Dataset entries
>>>>>

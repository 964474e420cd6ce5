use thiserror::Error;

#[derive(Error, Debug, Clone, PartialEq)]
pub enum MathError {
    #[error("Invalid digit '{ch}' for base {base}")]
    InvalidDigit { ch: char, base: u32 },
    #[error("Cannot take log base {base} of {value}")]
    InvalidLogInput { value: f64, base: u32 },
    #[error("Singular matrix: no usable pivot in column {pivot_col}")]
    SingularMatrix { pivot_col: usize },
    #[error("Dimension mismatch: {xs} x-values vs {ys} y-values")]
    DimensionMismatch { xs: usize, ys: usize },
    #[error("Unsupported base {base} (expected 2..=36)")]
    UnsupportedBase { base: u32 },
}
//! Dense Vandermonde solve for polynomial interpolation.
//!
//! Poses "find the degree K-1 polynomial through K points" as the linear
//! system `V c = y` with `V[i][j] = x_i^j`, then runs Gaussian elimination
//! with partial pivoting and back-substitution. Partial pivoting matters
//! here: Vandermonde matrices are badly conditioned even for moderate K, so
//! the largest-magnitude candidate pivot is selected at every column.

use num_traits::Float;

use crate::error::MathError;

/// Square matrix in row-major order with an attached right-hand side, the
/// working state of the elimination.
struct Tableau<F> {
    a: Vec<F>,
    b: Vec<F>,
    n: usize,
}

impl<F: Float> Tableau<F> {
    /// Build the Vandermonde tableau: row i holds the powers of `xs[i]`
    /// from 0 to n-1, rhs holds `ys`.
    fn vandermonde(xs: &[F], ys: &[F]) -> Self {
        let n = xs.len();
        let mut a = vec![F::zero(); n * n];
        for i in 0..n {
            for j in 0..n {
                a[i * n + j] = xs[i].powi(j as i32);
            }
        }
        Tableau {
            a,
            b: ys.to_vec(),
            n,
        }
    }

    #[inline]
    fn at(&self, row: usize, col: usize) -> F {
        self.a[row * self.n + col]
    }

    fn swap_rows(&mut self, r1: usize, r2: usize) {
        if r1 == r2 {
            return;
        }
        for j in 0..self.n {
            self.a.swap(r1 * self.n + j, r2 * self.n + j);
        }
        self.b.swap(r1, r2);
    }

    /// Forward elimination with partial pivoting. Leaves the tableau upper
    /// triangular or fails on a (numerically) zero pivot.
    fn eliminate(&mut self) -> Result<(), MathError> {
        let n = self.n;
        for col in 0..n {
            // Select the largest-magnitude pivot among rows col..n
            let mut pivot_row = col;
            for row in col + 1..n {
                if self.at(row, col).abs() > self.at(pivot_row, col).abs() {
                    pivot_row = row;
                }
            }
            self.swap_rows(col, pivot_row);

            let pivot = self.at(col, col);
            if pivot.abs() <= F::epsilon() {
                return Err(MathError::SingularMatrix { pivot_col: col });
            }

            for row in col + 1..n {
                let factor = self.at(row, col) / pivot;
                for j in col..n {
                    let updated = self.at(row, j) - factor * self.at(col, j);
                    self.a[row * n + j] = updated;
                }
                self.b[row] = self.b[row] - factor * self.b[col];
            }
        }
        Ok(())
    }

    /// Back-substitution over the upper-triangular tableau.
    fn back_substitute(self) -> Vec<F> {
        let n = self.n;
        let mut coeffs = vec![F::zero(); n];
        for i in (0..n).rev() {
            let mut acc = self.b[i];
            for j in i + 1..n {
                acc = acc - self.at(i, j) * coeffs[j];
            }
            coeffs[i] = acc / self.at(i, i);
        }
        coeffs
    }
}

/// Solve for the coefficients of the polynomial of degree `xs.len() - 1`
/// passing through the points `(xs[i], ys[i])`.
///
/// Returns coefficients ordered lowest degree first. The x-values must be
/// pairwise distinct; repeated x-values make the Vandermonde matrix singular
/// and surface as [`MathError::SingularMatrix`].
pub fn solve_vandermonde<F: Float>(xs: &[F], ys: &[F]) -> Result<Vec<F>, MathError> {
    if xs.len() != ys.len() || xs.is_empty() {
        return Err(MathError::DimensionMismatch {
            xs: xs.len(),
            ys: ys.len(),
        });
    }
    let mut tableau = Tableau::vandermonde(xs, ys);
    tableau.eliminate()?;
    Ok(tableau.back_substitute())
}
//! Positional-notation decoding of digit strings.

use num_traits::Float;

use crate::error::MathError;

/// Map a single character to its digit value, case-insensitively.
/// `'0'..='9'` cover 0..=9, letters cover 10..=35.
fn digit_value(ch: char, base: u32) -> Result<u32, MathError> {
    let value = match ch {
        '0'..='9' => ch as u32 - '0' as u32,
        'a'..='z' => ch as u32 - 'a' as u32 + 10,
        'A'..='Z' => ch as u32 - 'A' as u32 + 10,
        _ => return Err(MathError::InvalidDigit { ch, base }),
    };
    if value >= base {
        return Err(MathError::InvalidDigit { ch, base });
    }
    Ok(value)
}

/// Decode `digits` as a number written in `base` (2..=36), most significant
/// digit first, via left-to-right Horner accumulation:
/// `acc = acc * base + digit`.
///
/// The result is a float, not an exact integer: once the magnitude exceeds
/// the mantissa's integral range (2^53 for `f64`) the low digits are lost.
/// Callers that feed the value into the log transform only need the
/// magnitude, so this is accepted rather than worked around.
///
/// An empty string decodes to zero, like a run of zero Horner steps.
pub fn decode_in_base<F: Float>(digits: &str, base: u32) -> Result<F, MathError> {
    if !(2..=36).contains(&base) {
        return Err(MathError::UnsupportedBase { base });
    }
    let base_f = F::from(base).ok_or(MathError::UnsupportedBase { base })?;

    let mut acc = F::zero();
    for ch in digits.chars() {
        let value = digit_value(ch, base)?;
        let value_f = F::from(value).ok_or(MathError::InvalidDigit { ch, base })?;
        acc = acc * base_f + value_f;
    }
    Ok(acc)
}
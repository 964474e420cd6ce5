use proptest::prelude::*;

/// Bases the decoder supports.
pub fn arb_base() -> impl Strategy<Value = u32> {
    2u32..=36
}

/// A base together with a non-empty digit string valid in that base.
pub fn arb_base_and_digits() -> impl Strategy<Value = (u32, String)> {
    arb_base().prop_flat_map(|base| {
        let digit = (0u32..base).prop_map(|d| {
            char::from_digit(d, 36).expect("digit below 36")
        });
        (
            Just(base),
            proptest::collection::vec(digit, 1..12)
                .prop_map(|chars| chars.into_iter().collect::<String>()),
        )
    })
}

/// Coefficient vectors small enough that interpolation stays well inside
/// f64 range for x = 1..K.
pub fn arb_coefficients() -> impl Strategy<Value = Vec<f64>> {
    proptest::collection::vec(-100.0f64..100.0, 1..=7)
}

<<<<<

#### WHAT IS REQUIRED
The response should be an exact repeat of the data above.

#### ANSWER TO THE PROBLEM
repository 964474e420cd6ce5
use thiserror::Error;

#[derive(Error, Debug, Clone, PartialEq)]
pub enum MathError {
    #[error("Invalid digit '{ch}' for base {base}")]
    InvalidDigit { ch: char, base: u32 },
    #[error("Cannot take log base {base} of {value}")]
    InvalidLogInput { value: f64, base: u32 },
    #[error("Singular matrix: no usable pivot in column {pivot_col}")]
    SingularMatrix { pivot_col: usize },
    #[error("Dimension mismatch: {xs} x-values vs {ys} y-values")]
    DimensionMismatch { xs: usize, ys: usize },
    #[error("Unsupported base {base} (expected 2..=36)")]
    UnsupportedBase { base: u32 },
}
//! Dense Vandermonde solve for polynomial interpolation.
//!
//! Poses "find the degree K-1 polynomial through K points" as the linear
//! system `V c = y` with `V[i][j] = x_i^j`, then runs Gaussian elimination
//! with partial pivoting and back-substitution. Partial pivoting matters
//! here: Vandermonde matrices are badly conditioned even for moderate K, so
//! the largest-magnitude candidate pivot is selected at every column.

use num_traits::Float;

use crate::error::MathError;

/// Square matrix in row-major order with an attached right-hand side, the
/// working state of the elimination.
struct Tableau<F> {
    a: Vec<F>,
    b: Vec<F>,
    n: usize,
}

impl<F: Float> Tableau<F> {
    /// Build the Vandermonde tableau: row i holds the powers of `xs[i]`
    /// from 0 to n-1, rhs holds `ys`.
    fn vandermonde(xs: &[F], ys: &[F]) -> Self {
        let n = xs.len();
        let mut a = vec![F::zero(); n * n];
        for i in 0..n {
            for j in 0..n {
                a[i * n + j] = xs[i].powi(j as i32);
            }
        }
        Tableau {
            a,
            b: ys.to_vec(),
            n,
        }
    }

    #[inline]
    fn at(&self, row: usize, col: usize) -> F {
        self.a[row * self.n + col]
    }

    fn swap_rows(&mut self, r1: usize, r2: usize) {
        if r1 == r2 {
            return;
        }
        for j in 0..self.n {
            self.a.swap(r1 * self.n + j, r2 * self.n + j);
        }
        self.b.swap(r1, r2);
    }

    /// Forward elimination with partial pivoting. Leaves the tableau upper
    /// triangular or fails on a (numerically) zero pivot.
    fn eliminate(&mut self) -> Result<(), MathError> {
        let n = self.n;
        for col in 0..n {
            // Select the largest-magnitude pivot among rows col..n
            let mut pivot_row = col;
            for row in col + 1..n {
                if self.at(row, col).abs() > self.at(pivot_row, col).abs() {
                    pivot_row = row;
                }
            }
            self.swap_rows(col, pivot_row);

            let pivot = self.at(col, col);
            if pivot.abs() <= F::epsilon() {
                return Err(MathError::SingularMatrix { pivot_col: col });
            }

            for row in col + 1..n {
                let factor = self.at(row, col) / pivot;
                for j in col..n {
                    let updated = self.at(row, j) - factor * self.at(col, j);
                    self.a[row * n + j] = updated;
                }
                self.b[row] = self.b[row] - factor * self.b[col];
            }
        }
        Ok(())
    }

    /// Back-substitution over the upper-triangular tableau.
    fn back_substitute(self) -> Vec<F> {
        let n = self.n;
        let mut coeffs = vec![F::zero(); n];
        for i in (0..n).rev() {
            let mut acc = self.b[i];
            for j in i + 1..n {
                acc = acc - self.at(i, j) * coeffs[j];
            }
            coeffs[i] = acc / self.at(i, i);
        }
        coeffs
    }
}

/// Solve for the coefficients of the polynomial of degree `xs.len() - 1`
/// passing through the points `(xs[i], ys[i])`.
///
/// Returns coefficients ordered lowest degree first. The x-values must be
/// pairwise distinct; repeated x-values make the Vandermonde matrix singular
/// and surface as [`MathError::SingularMatrix`].
pub fn solve_vandermonde<F: Float>(xs: &[F], ys: &[F]) -> Result<Vec<F>, MathError> {
    if xs.len() != ys.len() || xs.is_empty() {
        return Err(MathError::DimensionMismatch {
            xs: xs.len(),
            ys: ys.len(),
        });
    }
    let mut tableau = Tableau::vandermonde(xs, ys);
    tableau.eliminate()?;
    Ok(tableau.back_substitute())
}
//! Positional-notation decoding of digit strings.

use num_traits::Float;

use crate::error::MathError;

/// Map a single character to its digit value, case-insensitively.
/// `'0'..='9'` cover 0..=9, letters cover 10..=35.
fn digit_value(ch: char, base: u32) -> Result<u32, MathError> {
    let value = match ch {
        '0'..='9' => ch as u32 - '0' as u32,
        'a'..='z' => ch as u32 - 'a' as u32 + 10,
        'A'..='Z' => ch as u32 - 'A' as u32 + 10,
        _ => return Err(MathError::InvalidDigit { ch, base }),
    };
    if value >= base {
        return Err(MathError::InvalidDigit { ch, base });
    }
    Ok(value)
}

/// Decode `digits` as a number written in `base` (2..=36), most significant
/// digit first, via left-to-right Horner accumulation:
/// `acc = acc * base + digit`.
///
/// The result is a float, not an exact integer: once the magnitude exceeds
/// the mantissa's integral range (2^53 for `f64`) the low digits are lost.
/// Callers that feed the value into the log transform only need the
/// magnitude, so this is accepted rather than worked around.
///
/// An empty string decodes to zero, like a run of zero Horner steps.
pub fn decode_in_base<F: Float>(digits: &str, base: u32) -> Result<F, MathError> {
    if !(2..=36).contains(&base) {
        return Err(MathError::UnsupportedBase { base });
    }
    let base_f = F::from(base).ok_or(MathError::UnsupportedBase { base })?;

    let mut acc = F::zero();
    for ch in digits.chars() {
        let value = digit_value(ch, base)?;
        let value_f = F::from(value).ok_or(MathError::InvalidDigit { ch, base })?;
        acc = acc * base_f + value_f;
    }
    Ok(acc)
}
repository 964474e420cd6ce5
use proptest::prelude::*;

/// Bases the decoder supports.
pub fn arb_base() -> impl Strategy<Value = u32> {
    2u32..=36
}

/// A base together with a non-empty digit string valid in that base.
pub fn arb_base_and_digits() -> impl Strategy<Value = (u32, String)> {
    arb_base().prop_flat_map(|base| {
        let digit = (0u32..base).prop_map(|d| {
            char::from_digit(d, 36).expect("digit below 36")
        });
        (
            Just(base),
            proptest::collection::vec(digit, 1..12)
                .prop_map(|chars| chars.into_iter().collect::<String>()),
        )
    })
}

/// Coefficient vectors small enough that interpolation stays well inside
/// f64 range for x = 1..K.
pub fn arb_coefficients() -> impl Strategy<Value = Vec<f64>> {
    proptest::collection::vec(-100.0f64..100.0, 1..=7)
}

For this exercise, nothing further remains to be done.